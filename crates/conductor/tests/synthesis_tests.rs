// SPDX-License-Identifier: AGPL-3.0-only
// Copyright (C) 2024 Jonathan Lee
// This program is free software: you can redistribute it and/or modify
// it under the terms of the GNU Affero General Public License version 3
// as published by the Free Software Foundation.
// This program is distributed in the hope that it will be useful,
// but WITHOUT ANY WARRANTY; without even the implied warranty of
// MERCHANTABILITY or FITNESS FOR A PARTICULAR PURPOSE.
// See the GNU Affero General Public License for more details.
// You should have received a copy of the GNU Affero General Public License
// along with this program. If not, see https://www.gnu.org/licenses/.

use conductor::{prioritize, recommend, synthesize, Priority, Recommendation};
use indexmap::IndexMap;
use proptest::prelude::*;
use tally::{
    AnalysisPayload, AnalysisResults, AnomalyReport, CorrelationPair, CorrelationReport,
    GroupReport, GrowthReport, SummaryReport, TaskOutcome, TrendDirection, TrendFit, TrendReport,
};

fn summary(rows: usize, missing: usize) -> TaskOutcome {
    let mut missing_values = IndexMap::new();
    missing_values.insert("sales".to_string(), missing);
    TaskOutcome::Success(AnalysisPayload::Summary(SummaryReport {
        rows,
        columns: 7,
        column_names: vec!["sales".to_string()],
        dtypes: IndexMap::new(),
        missing_values,
        estimated_size_bytes: 0,
        detailed_statistics: IndexMap::new(),
    }))
}

fn correlation(pairs: &[(&str, &str, f64)]) -> TaskOutcome {
    TaskOutcome::Success(AnalysisPayload::Correlation(CorrelationReport {
        columns: Vec::new(),
        matrix: Vec::new(),
        strong_correlations: pairs
            .iter()
            .map(|(a, b, r)| CorrelationPair {
                var1: a.to_string(),
                var2: b.to_string(),
                correlation: *r,
            })
            .collect(),
    }))
}

fn trend(direction: TrendDirection, growth: Option<f64>) -> TaskOutcome {
    TaskOutcome::Success(AnalysisPayload::Trend(TrendReport {
        date_col: "date".to_string(),
        value_col: "sales".to_string(),
        trend_analysis: TrendFit {
            trend: direction,
            slope: 0.5,
            intercept: 1.0,
            r_squared: 0.123_456,
        },
        growth_analysis: GrowthReport {
            total_growth_percent: growth,
            first_value: 100.0,
            last_value: 125.0,
        },
    }))
}

fn group(best: Option<&str>, worst: Option<&str>) -> TaskOutcome {
    TaskOutcome::Success(AnalysisPayload::Group(GroupReport {
        group_col: "region".to_string(),
        value_col: "sales".to_string(),
        group_statistics: IndexMap::new(),
        best_performing: best.map(str::to_string),
        worst_performing: worst.map(str::to_string),
    }))
}

fn anomaly(count: usize, percentage: f64) -> TaskOutcome {
    TaskOutcome::Success(AnalysisPayload::Anomaly(AnomalyReport {
        column: "sales".to_string(),
        threshold: 3.0,
        anomaly_count: count,
        anomaly_indices: (0..count).collect(),
        anomaly_percentage: percentage,
    }))
}

#[test]
fn test_insights_follow_fixed_category_order() {
    let mut results = AnalysisResults::new();
    results.insert("anomaly", anomaly(0, 0.0));
    results.insert("group", group(Some("West"), Some("East")));
    results.insert("trend", trend(TrendDirection::Increasing, Some(25.0)));
    results.insert("correlation", correlation(&[]));
    results.insert("summary", summary(1_000, 12));

    assert_eq!(
        synthesize(&results),
        vec![
            "📊 Dataset contains 1,000 rows and 7 columns",
            "⚠️ Found 12 missing values across the dataset",
            "📉 No strong correlations detected between variables",
            "📈 Data shows an increasing trend (R² = 0.123)",
            "💹 Overall increased by 25.0%",
            "🏆 Best performing group: West",
            "📉 Lowest performing group: East",
            "✅ No significant anomalies detected",
        ]
    );
}

#[test]
fn test_correlation_insights_take_first_three_in_scan_order() {
    let mut results = AnalysisResults::new();
    results.insert(
        "correlation",
        correlation(&[
            ("a", "b", 0.71),
            ("a", "c", -0.8),
            ("b", "c", 0.75),
            ("b", "d", 0.99),
        ]),
    );
    assert_eq!(
        synthesize(&results),
        vec![
            "🔗 Strong positive correlation (0.71) between a and b",
            "🔗 Strong negative correlation (-0.80) between a and c",
            "🔗 Strong positive correlation (0.75) between b and c",
        ]
    );
}

#[test]
fn test_small_growth_and_partial_groups_are_quiet() {
    let mut results = AnalysisResults::new();
    results.insert("trend", trend(TrendDirection::Decreasing, Some(-10.0)));
    results.insert("group", group(Some("West"), None));
    results.insert("anomaly", anomaly(3, 0.3));
    assert_eq!(
        synthesize(&results),
        vec![
            "📈 Data shows an decreasing trend (R² = 0.123)",
            "🚨 Detected 3 anomalies (0.3% of data)",
        ]
    );
}

#[test]
fn test_failed_outcomes_produce_nothing() {
    let mut results = AnalysisResults::new();
    results.insert("summary", TaskOutcome::error("boom"));
    results.insert("anomaly", TaskOutcome::error("Column 'x' not found in dataset"));
    assert!(synthesize(&results).is_empty());
    assert!(recommend(&results).is_empty());
}

#[test]
fn test_recommendations_sorted_by_priority() {
    let mut results = AnalysisResults::new();
    results.insert("summary", summary(10, 1));
    results.insert("correlation", correlation(&[("a", "b", 0.9)]));
    results.insert("trend", trend(TrendDirection::Increasing, Some(25.0)));
    results.insert("anomaly", anomaly(1, 2.0));

    let actions: Vec<(Priority, String)> = recommend(&results)
        .into_iter()
        .map(|r| (r.priority, r.action))
        .collect();
    assert_eq!(
        actions,
        vec![
            (Priority::High, "Data Quality".to_string()),
            (Priority::High, "Capitalize on Growth".to_string()),
            (Priority::Medium, "Feature Engineering".to_string()),
            (Priority::Low, "Monitor Outliers".to_string()),
        ]
    );
}

#[test]
fn test_trend_recommendations_need_direction_and_magnitude() {
    let cases = [
        (TrendDirection::Increasing, Some(20.0), None),
        (TrendDirection::Increasing, Some(-30.0), None),
        (TrendDirection::Decreasing, Some(30.0), None),
        (TrendDirection::Increasing, None, None),
        (
            TrendDirection::Decreasing,
            Some(-20.5),
            Some("Address Decline"),
        ),
    ];
    for (direction, growth, expected) in cases {
        let mut results = AnalysisResults::new();
        results.insert("trend", trend(direction, growth));
        let actions: Vec<String> = recommend(&results).into_iter().map(|r| r.action).collect();
        assert_eq!(actions, expected.into_iter().map(str::to_string).collect::<Vec<_>>());
    }
}

#[test]
fn test_high_anomaly_rate_mentions_percentage() {
    let mut results = AnalysisResults::new();
    results.insert("anomaly", anomaly(6, 6.0));
    let recommendations = recommend(&results);
    assert_eq!(
        recommendations,
        vec![Recommendation::new(
            Priority::High,
            "Investigate Anomalies",
            "High anomaly rate (6.0%) - investigate data quality or unusual events",
        )]
    );
}

fn priority() -> impl Strategy<Value = Priority> {
    prop_oneof![
        Just(Priority::High),
        Just(Priority::Medium),
        Just(Priority::Low)
    ]
}

proptest! {
    #[test]
    fn prop_prioritize_orders_and_keeps_ties_stable(
        priorities in prop::collection::vec(priority(), 0..20)
    ) {
        let input: Vec<Recommendation> = priorities
            .iter()
            .enumerate()
            .map(|(i, p)| Recommendation::new(*p, &format!("action {i}"), "text"))
            .collect();
        let sorted = prioritize(input.clone());
        prop_assert_eq!(sorted.len(), input.len());
        for pair in sorted.windows(2) {
            prop_assert!(pair[0].priority.rank() <= pair[1].priority.rank());
            if pair[0].priority == pair[1].priority {
                let index = |r: &Recommendation| {
                    input.iter().position(|x| x.action == r.action).unwrap()
                };
                prop_assert!(index(&pair[0]) < index(&pair[1]));
            }
        }
    }
}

• • • • • • •

Return the entries above exactly as they were written.

• [Response]:
filename crates/conductor/tests/synthesis_tests.rs
// SPDX-License-Identifier: AGPL-3.0-only
// Copyright (C) 2024 Jonathan Lee
// This program is free software: you can redistribute it and/or modify
// it under the terms of the GNU Affero General Public License version 3
// as published by the Free Software Foundation.
// This program is distributed in the hope that it will be useful,
// but WITHOUT ANY WARRANTY; without even the implied warranty of
// MERCHANTABILITY or FITNESS FOR A PARTICULAR PURPOSE.
// See the GNU Affero General Public License for more details.
// You should have received a copy of the GNU Affero General Public License
// along with this program. If not, see https://www.gnu.org/licenses/.

use conductor::{prioritize, recommend, synthesize, Priority, Recommendation};
use indexmap::IndexMap;
use proptest::prelude::*;
use tally::{
    AnalysisPayload, AnalysisResults, AnomalyReport, CorrelationPair, CorrelationReport,
    GroupReport, GrowthReport, SummaryReport, TaskOutcome, TrendDirection, TrendFit, TrendReport,
};

fn summary(rows: usize, missing: usize) -> TaskOutcome {
    let mut missing_values = IndexMap::new();
    missing_values.insert("sales".to_string(), missing);
    TaskOutcome::Success(AnalysisPayload::Summary(SummaryReport {
        rows,
        columns: 7,
        column_names: vec!["sales".to_string()],
        dtypes: IndexMap::new(),
        missing_values,
        estimated_size_bytes: 0,
        detailed_statistics: IndexMap::new(),
    }))
}

fn correlation(pairs: &[(&str, &str, f64)]) -> TaskOutcome {
    TaskOutcome::Success(AnalysisPayload::Correlation(CorrelationReport {
        columns: Vec::new(),
        matrix: Vec::new(),
        strong_correlations: pairs
            .iter()
            .map(|(a, b, r)| CorrelationPair {
                var1: a.to_string(),
                var2: b.to_string(),
                correlation: *r,
            })
            .collect(),
    }))
}

fn trend(direction: TrendDirection, growth: Option<f64>) -> TaskOutcome {
    TaskOutcome::Success(AnalysisPayload::Trend(TrendReport {
        date_col: "date".to_string(),
        value_col: "sales".to_string(),
        trend_analysis: TrendFit {
            trend: direction,
            slope: 0.5,
            intercept: 1.0,
            r_squared: 0.123_456,
        },
        growth_analysis: GrowthReport {
            total_growth_percent: growth,
            first_value: 100.0,
            last_value: 125.0,
        },
    }))
}

fn group(best: Option<&str>, worst: Option<&str>) -> TaskOutcome {
    TaskOutcome::Success(AnalysisPayload::Group(GroupReport {
        group_col: "region".to_string(),
        value_col: "sales".to_string(),
        group_statistics: IndexMap::new(),
        best_performing: best.map(str::to_string),
        worst_performing: worst.map(str::to_string),
    }))
}

fn anomaly(count: usize, percentage: f64) -> TaskOutcome {
    TaskOutcome::Success(AnalysisPayload::Anomaly(AnomalyReport {
        column: "sales".to_string(),
        threshold: 3.0,
        anomaly_count: count,
        anomaly_indices: (0..count).collect(),
        anomaly_percentage: percentage,
    }))
}

#[test]
fn test_insights_follow_fixed_category_order() {
    let mut results = AnalysisResults::new();
    results.insert("anomaly", anomaly(0, 0.0));
    results.insert("group", group(Some("West"), Some("East")));
    results.insert("trend", trend(TrendDirection::Increasing, Some(25.0)));
    results.insert("correlation", correlation(&[]));
    results.insert("summary", summary(1_000, 12));

    assert_eq!(
        synthesize(&results),
        vec![
            "📊 Dataset contains 1,000 rows and 7 columns",
            "⚠️ Found 12 missing values across the dataset",
            "📉 No strong correlations detected between variables",
            "📈 Data shows an increasing trend (R² = 0.123)",
            "💹 Overall increased by 25.0%",
            "🏆 Best performing group: West",
            "📉 Lowest performing group: East",
            "✅ No significant anomalies detected",
        ]
    );
}

#[test]
fn test_correlation_insights_take_first_three_in_scan_order() {
    let mut results = AnalysisResults::new();
    results.insert(
        "correlation",
        correlation(&[
            ("a", "b", 0.71),
            ("a", "c", -0.8),
            ("b", "c", 0.75),
            ("b", "d", 0.99),
        ]),
    );
    assert_eq!(
        synthesize(&results),
        vec![
            "🔗 Strong positive correlation (0.71) between a and b",
            "🔗 Strong negative correlation (-0.80) between a and c",
            "🔗 Strong positive correlation (0.75) between b and c",
        ]
    );
}

#[test]
fn test_small_growth_and_partial_groups_are_quiet() {
    let mut results = AnalysisResults::new();
    results.insert("trend", trend(TrendDirection::Decreasing, Some(-10.0)));
    results.insert("group", group(Some("West"), None));
    results.insert("anomaly", anomaly(3, 0.3));
    assert_eq!(
        synthesize(&results),
        vec![
            "📈 Data shows an decreasing trend (R² = 0.123)",
            "🚨 Detected 3 anomalies (0.3% of data)",
        ]
    );
}

#[test]
fn test_failed_outcomes_produce_nothing() {
    let mut results = AnalysisResults::new();
    results.insert("summary", TaskOutcome::error("boom"));
    results.insert("anomaly", TaskOutcome::error("Column 'x' not found in dataset"));
    assert!(synthesize(&results).is_empty());
    assert!(recommend(&results).is_empty());
}

#[test]
fn test_recommendations_sorted_by_priority() {
    let mut results = AnalysisResults::new();
    results.insert("summary", summary(10, 1));
    results.insert("correlation", correlation(&[("a", "b", 0.9)]));
    results.insert("trend", trend(TrendDirection::Increasing, Some(25.0)));
    results.insert("anomaly", anomaly(1, 2.0));

    let actions: Vec<(Priority, String)> = recommend(&results)
        .into_iter()
        .map(|r| (r.priority, r.action))
        .collect();
    assert_eq!(
        actions,
        vec![
            (Priority::High, "Data Quality".to_string()),
            (Priority::High, "Capitalize on Growth".to_string()),
            (Priority::Medium, "Feature Engineering".to_string()),
            (Priority::Low, "Monitor Outliers".to_string()),
        ]
    );
}

#[test]
fn test_trend_recommendations_need_direction_and_magnitude() {
    let cases = [
        (TrendDirection::Increasing, Some(20.0), None),
        (TrendDirection::Increasing, Some(-30.0), None),
        (TrendDirection::Decreasing, Some(30.0), None),
        (TrendDirection::Increasing, None, None),
        (
            TrendDirection::Decreasing,
            Some(-20.5),
            Some("Address Decline"),
        ),
    ];
    for (direction, growth, expected) in cases {
        let mut results = AnalysisResults::new();
        results.insert("trend", trend(direction, growth));
        let actions: Vec<String> = recommend(&results).into_iter().map(|r| r.action).collect();
        assert_eq!(actions, expected.into_iter().map(str::to_string).collect::<Vec<_>>());
    }
}

#[test]
fn test_high_anomaly_rate_mentions_percentage() {
    let mut results = AnalysisResults::new();
    results.insert("anomaly", anomaly(6, 6.0));
    let recommendations = recommend(&results);
    assert_eq!(
        recommendations,
        vec![Recommendation::new(
            Priority::High,
            "Investigate Anomalies",
            "High anomaly rate (6.0%) - investigate data quality or unusual events",
        )]
    );
}

fn priority() -> impl Strategy<Value = Priority> {
    prop_oneof![
        Just(Priority::High),
        Just(Priority::Medium),
        Just(Priority::Low)
    ]
}

proptest! {
    #[test]
    fn prop_prioritize_orders_and_keeps_ties_stable(
        priorities in prop::collection::vec(priority(), 0..20)
    ) {
        let input: Vec<Recommendation> = priorities
            .iter()
            .enumerate()
            .map(|(i, p)| Recommendation::new(*p, &format!("action {i}"), "text"))
            .collect();
        let sorted = prioritize(input.clone());
        prop_assert_eq!(sorted.len(), input.len());
        for pair in sorted.windows(2) {
            prop_assert!(pair[0].priority.rank() <= pair[1].priority.rank());
            if pair[0].priority == pair[1].priority {
                let index = |r: &Recommendation| {
                    input.iter().position(|x| x.action == r.action).unwrap()
                };
                prop_assert!(index(&pair[0]) < index(&pair[1]));
            }
        }
    }
}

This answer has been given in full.